Montojo emphasized that the brief shows that housing is a “racial justice issue,” as the proportion of low-income renters and homeowners is skewed toward people of color. Even before the pandemic, these minorities were found to be likely to use at least 30% of their incomes on rent across California, according to Montojo.

According to the brief, several cities and states are discussing rent and mortgage cancellation policies.

“It’s important to be in conversation with communities on the ground, policymakers, and advocates working on this to figure out how to ensure that policy reaches the people who need it most,” Montojo said in the email.

The brief proposes these policies as the “logical complement” to shelter-in-place policies, to allow people to follow the laws designed to protect their health without jeopardizing their housing security.

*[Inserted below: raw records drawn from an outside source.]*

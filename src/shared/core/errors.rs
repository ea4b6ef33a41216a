// Failure type shared by every handler.
//
// Responsibilities
// - Collect the ways a request can fail into one enum.
// - Own the single mapping from failure to HTTP status and body.

use axum::{
    Json,
    extract::multipart::MultipartError,
    http::StatusCode,
    response::{IntoResponse, Response},
};
use serde_json::json;
use thiserror::Error;

use crate::shared::templates::TemplateError;
use crate::shared::upstream::UpstreamError;

#[derive(Debug, Error)]
pub enum HttpError {
    #[error("{0}")]
    Binding(String),

    #[error("missing multipart field `{0}`")]
    MissingField(String),

    #[error(transparent)]
    Multipart(#[from] MultipartError),

    #[error("storage failure: {0}")]
    Storage(#[from] std::io::Error),

    #[error(transparent)]
    Template(#[from] TemplateError),

    #[error(transparent)]
    Upstream(#[from] UpstreamError),

    #[error("serialization failure: {0}")]
    Serialization(#[from] serde_json::Error),
}

impl HttpError {
    pub fn status(&self) -> StatusCode {
        match self {
            HttpError::Binding(_) | HttpError::MissingField(_) => StatusCode::BAD_REQUEST,
            HttpError::Multipart(rejection) => rejection.status(),
            HttpError::Upstream(_) => StatusCode::SERVICE_UNAVAILABLE,
            HttpError::Storage(_) | HttpError::Template(_) | HttpError::Serialization(_) => {
                StatusCode::INTERNAL_SERVER_ERROR
            }
        }
    }
}

impl IntoResponse for HttpError {
    fn into_response(self) -> Response {
        let status = self.status();
        match self {
            HttpError::Binding(msg) => (status, Json(json!({ "msg": msg }))).into_response(),
            HttpError::MissingField(_) | HttpError::Multipart(_) => {
                (status, self.to_string()).into_response()
            }
            HttpError::Upstream(error) => {
                tracing::warn!(%error, "upstream unavailable");
                status.into_response()
            }
            error => {
                tracing::error!(%error, "request failed");
                status.into_response()
            }
        }
    }
}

Evaluating the current system set in place, Montojo said in the email that the data suggests it “falls short” of addressing the problem. Unemployment insurance is not enough to cover the median rent in California, and temporary prohibitions of eviction are crucial, but still only “delay the crisis.”

The brief emphasizes the duty of the government to take measures to safeguard public health. If designed correctly, the policy would first prioritize access to stable housing, use pinpointed methods to improve housing stability universally and lessen racial inequalities in respect to wealth and housing.

“We hope that this moment can be a stepping stone toward long-term systems change,” Montojo said in the email. “We can’t go back to normal, when normal was racial exclusion, wealth inequality, increasing homelessness, and widespread housing instability.”